**Exercise details**
A copy is needed of each line in the records that has the word "Serialize".

# # # # # # #

//! # Radial Mesh
//!
//! Output of a build: an ordered position buffer and a flat triangle
//! index stream, ready to hand to a rendering host.

use glam::DVec3;
use serde::{Deserialize, Serialize};

/// Vertex positions plus a triangle index stream (stride 3).
///
/// Shapes lie in the XZ plane, so every position has `y == 0`.
/// All geometry calculations use f64 internally; [`RadialMesh::positions_f32`]
/// converts for GPU upload. [`RadialMesh::indices`] is uploaded as is.
///
/// # Example
///
/// ```rust
/// use radial_mesh::RadialMesh;
/// use glam::DVec3;
///
/// let mut mesh = RadialMesh::new();
/// let a = mesh.push_vertex(DVec3::ZERO);
/// let b = mesh.push_vertex(DVec3::Z);
/// let c = mesh.push_vertex(DVec3::X);
/// mesh.push_triangle(a, b, c);
/// assert_eq!(mesh.indices(), &[0, 1, 2]);
/// ```
#[derive(Debug, Clone, Default, PartialEq, Serialize, Deserialize)]
pub struct RadialMesh {
    positions: Vec<DVec3>,
    indices: Vec<u32>,
}

impl RadialMesh {
    /// Creates an empty mesh.
    pub fn new() -> Self {
        Self::default()
    }

    /// Creates a mesh with pre-allocated capacity.
    pub fn with_capacity(vertex_count: usize, index_count: usize) -> Self {
        Self {
            positions: Vec::with_capacity(vertex_count),
            indices: Vec::with_capacity(index_count),
        }
    }

    /// Returns the number of vertices.
    #[inline]
    pub fn vertex_count(&self) -> usize {
        self.positions.len()
    }

    /// Returns the length of the index stream.
    #[inline]
    pub fn index_count(&self) -> usize {
        self.indices.len()
    }

    /// Returns the number of triangles.
    #[inline]
    pub fn triangle_count(&self) -> usize {
        self.indices.len() / 3
    }

    /// Returns true if the mesh has no vertices.
    #[inline]
    pub fn is_empty(&self) -> bool {
        self.positions.is_empty()
    }

    /// Appends a vertex and returns its index.
    pub fn push_vertex(&mut self, position: DVec3) -> u32 {
        let index = self.positions.len() as u32;
        self.positions.push(position);
        index
    }

    /// Appends one triangle to the index stream.
    pub fn push_triangle(&mut self, a: u32, b: u32, c: u32) {
        self.indices.extend_from_slice(&[a, b, c]);
    }

    /// Returns the vertex positions.
    #[inline]
    pub fn positions(&self) -> &[DVec3] {
        &self.positions
    }

    /// Returns the flat index stream.
    #[inline]
    pub fn indices(&self) -> &[u32] {
        &self.indices
    }

    /// Returns the vertex at the given index.
    #[inline]
    pub fn vertex(&self, index: u32) -> DVec3 {
        self.positions[index as usize]
    }

    /// Iterates the index stream three at a time.
    pub fn triangles(&self) -> impl Iterator<Item = [u32; 3]> + '_ {
        self.indices
            .chunks_exact(3)
            .map(|tri| [tri[0], tri[1], tri[2]])
    }

    /// Translates every vertex by `offset`.
    pub fn translate(&mut self, offset: DVec3) {
        for v in &mut self.positions {
            *v += offset;
        }
    }

    /// Moves the buffers out for the host.
    pub fn into_buffers(self) -> (Vec<DVec3>, Vec<u32>) {
        (self.positions, self.indices)
    }

    /// Computes the axis-aligned bounding box.
    ///
    /// Returns (min, max) corners of the bounding box.
    pub fn bounding_box(&self) -> (DVec3, DVec3) {
        let Some((first, rest)) = self.positions.split_first() else {
            return (DVec3::ZERO, DVec3::ZERO);
        };

        rest.iter()
            .fold((*first, *first), |(min, max), v| (min.min(*v), max.max(*v)))
    }

    /// Unit normal of each triangle, following the emitted winding.
    ///
    /// Degenerate triangles yield `DVec3::ZERO`.
    pub fn face_normals(&self) -> Vec<DVec3> {
        self.triangles()
            .map(|[a, b, c]| {
                let v0 = self.vertex(a);
                (self.vertex(b) - v0)
                    .cross(self.vertex(c) - v0)
                    .normalize_or_zero()
            })
            .collect()
    }

    /// Area-weighted vertex normals.
    pub fn vertex_normals(&self) -> Vec<DVec3> {
        let mut normals = vec![DVec3::ZERO; self.positions.len()];

        for [a, b, c] in self.triangles() {
            let v0 = self.vertex(a);
            let normal = (self.vertex(b) - v0).cross(self.vertex(c) - v0);

            normals[a as usize] += normal;
            normals[b as usize] += normal;
            normals[c as usize] += normal;
        }

        for normal in &mut normals {
            *normal = normal.normalize_or_zero();
        }

        normals
    }

    /// Validates the index stream.
    ///
    /// Checks:
    /// - The stream length is a multiple of 3
    /// - All indices reference an existing vertex
    pub fn validate(&self) -> bool {
        let vertex_count = self.positions.len();
        self.indices.len() % 3 == 0
            && self
                .indices
                .iter()
                .all(|&index| (index as usize) < vertex_count)
    }

    /// Exports vertices as f32 array for GPU.
    ///
    /// Returns flattened [x, y, z, x, y, z, ...] array.
    pub fn positions_f32(&self) -> Vec<f32> {
        self.positions
            .iter()
            .flat_map(|v| [v.x as f32, v.y as f32, v.z as f32])
            .collect()
    }
}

# # # # # # #

**Solution to this problem**
use serde::{Deserialize, Serialize};
#[derive(Debug, Clone, Default, PartialEq, Serialize, Deserialize)]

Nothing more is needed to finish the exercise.